[Problem description]
Look over the lines below. Report each one that includes the string "display".

___ Given data ___

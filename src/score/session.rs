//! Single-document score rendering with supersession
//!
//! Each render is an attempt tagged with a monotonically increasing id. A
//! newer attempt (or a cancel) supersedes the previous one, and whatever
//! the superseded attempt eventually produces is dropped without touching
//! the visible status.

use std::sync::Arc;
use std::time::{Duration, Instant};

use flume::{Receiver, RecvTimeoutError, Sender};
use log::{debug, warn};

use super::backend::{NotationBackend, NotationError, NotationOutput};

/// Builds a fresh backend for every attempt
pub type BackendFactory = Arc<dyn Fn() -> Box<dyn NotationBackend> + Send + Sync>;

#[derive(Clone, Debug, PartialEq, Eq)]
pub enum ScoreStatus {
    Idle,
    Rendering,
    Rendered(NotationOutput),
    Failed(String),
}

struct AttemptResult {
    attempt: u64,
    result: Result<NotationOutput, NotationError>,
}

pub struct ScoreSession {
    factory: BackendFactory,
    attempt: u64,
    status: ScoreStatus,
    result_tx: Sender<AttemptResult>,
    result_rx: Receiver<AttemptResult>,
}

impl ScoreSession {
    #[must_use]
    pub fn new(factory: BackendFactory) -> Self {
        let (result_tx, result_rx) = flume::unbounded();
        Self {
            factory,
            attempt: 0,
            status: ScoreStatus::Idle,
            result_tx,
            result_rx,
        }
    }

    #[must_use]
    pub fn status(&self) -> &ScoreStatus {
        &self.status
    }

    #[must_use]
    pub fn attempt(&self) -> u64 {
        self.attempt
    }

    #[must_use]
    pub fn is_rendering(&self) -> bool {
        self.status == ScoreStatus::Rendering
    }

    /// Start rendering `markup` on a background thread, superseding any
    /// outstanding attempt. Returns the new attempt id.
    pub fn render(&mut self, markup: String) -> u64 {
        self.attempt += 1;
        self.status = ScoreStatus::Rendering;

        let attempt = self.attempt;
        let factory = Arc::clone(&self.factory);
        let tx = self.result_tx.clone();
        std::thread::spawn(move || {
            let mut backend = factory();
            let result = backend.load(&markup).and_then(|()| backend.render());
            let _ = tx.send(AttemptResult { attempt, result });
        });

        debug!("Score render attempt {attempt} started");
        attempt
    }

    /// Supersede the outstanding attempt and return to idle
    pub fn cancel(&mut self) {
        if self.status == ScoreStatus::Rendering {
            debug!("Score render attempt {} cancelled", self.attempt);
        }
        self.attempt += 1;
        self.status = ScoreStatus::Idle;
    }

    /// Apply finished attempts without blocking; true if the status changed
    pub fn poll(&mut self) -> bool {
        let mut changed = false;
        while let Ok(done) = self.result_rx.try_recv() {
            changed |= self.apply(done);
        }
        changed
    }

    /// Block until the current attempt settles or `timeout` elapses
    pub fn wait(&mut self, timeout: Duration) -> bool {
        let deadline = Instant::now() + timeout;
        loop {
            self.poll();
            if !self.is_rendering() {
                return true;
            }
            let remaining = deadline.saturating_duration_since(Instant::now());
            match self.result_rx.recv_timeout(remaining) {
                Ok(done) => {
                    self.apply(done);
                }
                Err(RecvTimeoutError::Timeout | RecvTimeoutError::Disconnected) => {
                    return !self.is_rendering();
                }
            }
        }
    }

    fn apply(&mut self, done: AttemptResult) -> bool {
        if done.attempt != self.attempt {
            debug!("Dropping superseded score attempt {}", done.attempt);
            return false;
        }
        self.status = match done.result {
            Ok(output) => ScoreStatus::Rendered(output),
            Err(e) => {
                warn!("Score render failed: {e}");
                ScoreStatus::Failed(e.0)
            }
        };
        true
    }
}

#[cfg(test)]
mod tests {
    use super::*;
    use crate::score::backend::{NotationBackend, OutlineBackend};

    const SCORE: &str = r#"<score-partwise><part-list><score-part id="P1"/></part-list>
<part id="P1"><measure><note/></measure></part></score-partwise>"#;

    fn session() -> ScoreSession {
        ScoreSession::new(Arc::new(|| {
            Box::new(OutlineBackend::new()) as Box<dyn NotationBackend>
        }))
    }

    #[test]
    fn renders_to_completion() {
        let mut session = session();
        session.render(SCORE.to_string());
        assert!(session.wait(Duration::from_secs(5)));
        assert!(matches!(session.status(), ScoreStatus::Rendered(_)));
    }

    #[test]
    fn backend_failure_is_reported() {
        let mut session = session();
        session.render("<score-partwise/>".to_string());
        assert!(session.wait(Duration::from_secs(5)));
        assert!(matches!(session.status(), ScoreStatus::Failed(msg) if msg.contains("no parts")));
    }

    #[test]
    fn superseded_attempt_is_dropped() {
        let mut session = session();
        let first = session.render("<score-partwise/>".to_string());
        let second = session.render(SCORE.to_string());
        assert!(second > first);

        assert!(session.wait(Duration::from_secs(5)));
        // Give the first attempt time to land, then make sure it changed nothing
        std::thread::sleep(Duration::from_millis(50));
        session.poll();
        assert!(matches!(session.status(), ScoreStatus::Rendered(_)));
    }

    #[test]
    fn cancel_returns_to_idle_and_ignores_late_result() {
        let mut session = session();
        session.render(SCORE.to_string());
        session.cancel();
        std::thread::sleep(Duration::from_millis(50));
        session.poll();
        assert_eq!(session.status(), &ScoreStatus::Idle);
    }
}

___
___ Given data ___

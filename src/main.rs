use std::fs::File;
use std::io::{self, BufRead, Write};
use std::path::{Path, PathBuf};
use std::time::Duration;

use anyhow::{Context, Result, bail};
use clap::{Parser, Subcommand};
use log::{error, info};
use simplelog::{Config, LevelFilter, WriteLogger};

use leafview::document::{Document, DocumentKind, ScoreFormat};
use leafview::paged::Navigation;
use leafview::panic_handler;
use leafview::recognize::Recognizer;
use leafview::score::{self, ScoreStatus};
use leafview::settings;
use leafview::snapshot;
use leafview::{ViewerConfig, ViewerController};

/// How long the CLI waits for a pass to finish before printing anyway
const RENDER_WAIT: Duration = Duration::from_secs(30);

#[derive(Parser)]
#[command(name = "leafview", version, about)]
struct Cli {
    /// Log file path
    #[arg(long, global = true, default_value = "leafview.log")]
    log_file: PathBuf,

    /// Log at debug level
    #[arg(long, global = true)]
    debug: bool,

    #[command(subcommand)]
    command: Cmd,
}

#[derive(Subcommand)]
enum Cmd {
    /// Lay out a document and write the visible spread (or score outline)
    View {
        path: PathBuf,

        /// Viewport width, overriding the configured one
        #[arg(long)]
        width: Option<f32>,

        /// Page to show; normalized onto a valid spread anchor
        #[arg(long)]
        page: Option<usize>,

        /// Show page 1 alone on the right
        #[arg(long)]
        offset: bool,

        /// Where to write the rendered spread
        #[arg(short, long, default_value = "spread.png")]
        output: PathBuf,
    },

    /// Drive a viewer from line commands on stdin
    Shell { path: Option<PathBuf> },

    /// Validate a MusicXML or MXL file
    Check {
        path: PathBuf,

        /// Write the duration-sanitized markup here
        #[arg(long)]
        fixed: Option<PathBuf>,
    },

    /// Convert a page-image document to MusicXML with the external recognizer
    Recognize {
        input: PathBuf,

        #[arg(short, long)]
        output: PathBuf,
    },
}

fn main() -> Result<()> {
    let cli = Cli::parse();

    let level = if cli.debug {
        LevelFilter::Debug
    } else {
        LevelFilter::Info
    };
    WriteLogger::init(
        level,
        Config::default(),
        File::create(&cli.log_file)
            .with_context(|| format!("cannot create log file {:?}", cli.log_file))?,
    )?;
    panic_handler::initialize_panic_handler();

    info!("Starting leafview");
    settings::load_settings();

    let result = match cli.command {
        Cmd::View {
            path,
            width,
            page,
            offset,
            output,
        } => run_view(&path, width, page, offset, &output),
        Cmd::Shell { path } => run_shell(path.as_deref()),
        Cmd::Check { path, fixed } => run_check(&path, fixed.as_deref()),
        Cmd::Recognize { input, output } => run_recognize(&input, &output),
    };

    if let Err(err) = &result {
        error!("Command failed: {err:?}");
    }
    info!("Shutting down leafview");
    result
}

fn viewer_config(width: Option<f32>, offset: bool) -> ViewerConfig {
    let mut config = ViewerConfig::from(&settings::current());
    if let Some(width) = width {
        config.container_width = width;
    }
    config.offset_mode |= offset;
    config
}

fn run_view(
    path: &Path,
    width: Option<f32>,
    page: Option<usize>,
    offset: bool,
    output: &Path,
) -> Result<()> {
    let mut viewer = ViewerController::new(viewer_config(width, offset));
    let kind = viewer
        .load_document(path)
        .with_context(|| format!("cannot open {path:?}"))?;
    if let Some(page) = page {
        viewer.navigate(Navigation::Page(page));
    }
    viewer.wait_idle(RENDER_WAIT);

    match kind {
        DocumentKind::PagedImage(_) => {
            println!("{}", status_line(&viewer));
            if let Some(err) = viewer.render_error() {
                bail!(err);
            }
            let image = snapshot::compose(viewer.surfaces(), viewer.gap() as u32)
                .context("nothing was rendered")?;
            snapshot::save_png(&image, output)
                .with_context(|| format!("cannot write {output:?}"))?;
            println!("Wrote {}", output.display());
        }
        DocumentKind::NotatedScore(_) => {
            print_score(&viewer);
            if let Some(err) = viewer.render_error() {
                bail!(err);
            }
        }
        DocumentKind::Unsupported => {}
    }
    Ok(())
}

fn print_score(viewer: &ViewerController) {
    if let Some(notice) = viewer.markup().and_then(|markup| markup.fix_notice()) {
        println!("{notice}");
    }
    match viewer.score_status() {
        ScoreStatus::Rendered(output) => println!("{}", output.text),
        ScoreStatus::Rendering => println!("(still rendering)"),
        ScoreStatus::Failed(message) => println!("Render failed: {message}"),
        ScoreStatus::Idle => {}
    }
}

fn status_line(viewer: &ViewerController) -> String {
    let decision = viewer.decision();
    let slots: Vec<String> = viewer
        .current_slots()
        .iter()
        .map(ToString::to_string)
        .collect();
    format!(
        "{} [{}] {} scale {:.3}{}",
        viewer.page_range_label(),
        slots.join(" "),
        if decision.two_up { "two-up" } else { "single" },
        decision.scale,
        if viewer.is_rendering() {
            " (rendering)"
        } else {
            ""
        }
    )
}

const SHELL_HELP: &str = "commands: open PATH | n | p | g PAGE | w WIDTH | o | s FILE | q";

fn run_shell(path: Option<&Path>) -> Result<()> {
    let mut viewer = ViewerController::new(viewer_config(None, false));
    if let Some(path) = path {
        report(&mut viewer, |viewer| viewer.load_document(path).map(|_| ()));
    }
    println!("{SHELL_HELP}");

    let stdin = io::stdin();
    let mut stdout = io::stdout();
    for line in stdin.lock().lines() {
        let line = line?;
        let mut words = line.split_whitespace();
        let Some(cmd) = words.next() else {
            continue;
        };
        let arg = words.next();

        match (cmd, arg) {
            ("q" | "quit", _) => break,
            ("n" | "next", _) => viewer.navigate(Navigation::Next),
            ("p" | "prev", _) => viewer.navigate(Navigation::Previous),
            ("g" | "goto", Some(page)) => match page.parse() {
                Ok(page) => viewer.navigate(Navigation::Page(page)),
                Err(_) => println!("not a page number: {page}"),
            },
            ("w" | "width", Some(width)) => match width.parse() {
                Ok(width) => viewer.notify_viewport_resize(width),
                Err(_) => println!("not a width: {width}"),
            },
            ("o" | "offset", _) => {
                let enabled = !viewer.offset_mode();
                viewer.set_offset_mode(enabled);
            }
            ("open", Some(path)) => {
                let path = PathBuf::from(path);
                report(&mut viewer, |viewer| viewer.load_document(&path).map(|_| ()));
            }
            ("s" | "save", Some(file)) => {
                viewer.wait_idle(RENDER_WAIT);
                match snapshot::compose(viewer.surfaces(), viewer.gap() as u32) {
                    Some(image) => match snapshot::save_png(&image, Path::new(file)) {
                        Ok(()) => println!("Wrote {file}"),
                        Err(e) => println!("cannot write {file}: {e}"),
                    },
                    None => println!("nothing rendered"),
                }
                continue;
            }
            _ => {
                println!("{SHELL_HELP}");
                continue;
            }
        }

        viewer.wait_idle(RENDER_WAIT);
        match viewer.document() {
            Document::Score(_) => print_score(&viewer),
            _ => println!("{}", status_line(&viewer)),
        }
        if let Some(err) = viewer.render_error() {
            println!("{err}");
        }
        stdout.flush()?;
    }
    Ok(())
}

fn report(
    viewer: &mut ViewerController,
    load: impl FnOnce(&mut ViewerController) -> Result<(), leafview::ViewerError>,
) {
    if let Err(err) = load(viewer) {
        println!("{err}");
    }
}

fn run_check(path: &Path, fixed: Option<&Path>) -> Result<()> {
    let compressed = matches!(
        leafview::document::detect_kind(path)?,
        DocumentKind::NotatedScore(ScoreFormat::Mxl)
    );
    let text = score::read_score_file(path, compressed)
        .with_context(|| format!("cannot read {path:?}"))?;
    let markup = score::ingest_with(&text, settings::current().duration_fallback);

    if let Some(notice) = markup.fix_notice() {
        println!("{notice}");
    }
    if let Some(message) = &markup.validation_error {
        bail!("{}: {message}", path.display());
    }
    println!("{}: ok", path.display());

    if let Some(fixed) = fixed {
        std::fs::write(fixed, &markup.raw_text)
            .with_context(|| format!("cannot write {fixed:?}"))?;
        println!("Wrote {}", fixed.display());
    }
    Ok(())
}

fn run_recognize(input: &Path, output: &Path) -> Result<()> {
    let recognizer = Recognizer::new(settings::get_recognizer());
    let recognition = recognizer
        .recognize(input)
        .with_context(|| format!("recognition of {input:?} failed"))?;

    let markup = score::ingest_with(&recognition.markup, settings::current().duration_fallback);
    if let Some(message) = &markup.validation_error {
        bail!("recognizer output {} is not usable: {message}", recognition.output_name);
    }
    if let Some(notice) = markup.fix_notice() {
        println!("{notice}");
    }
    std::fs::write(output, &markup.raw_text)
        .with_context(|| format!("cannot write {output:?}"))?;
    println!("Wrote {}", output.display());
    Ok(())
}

___

[Task result]
            println!("Wrote {}", output.display());
        bail!("{}: {message}", path.display());
    println!("{}: ok", path.display());
        println!("Wrote {}", fixed.display());
    println!("Wrote {}", output.display());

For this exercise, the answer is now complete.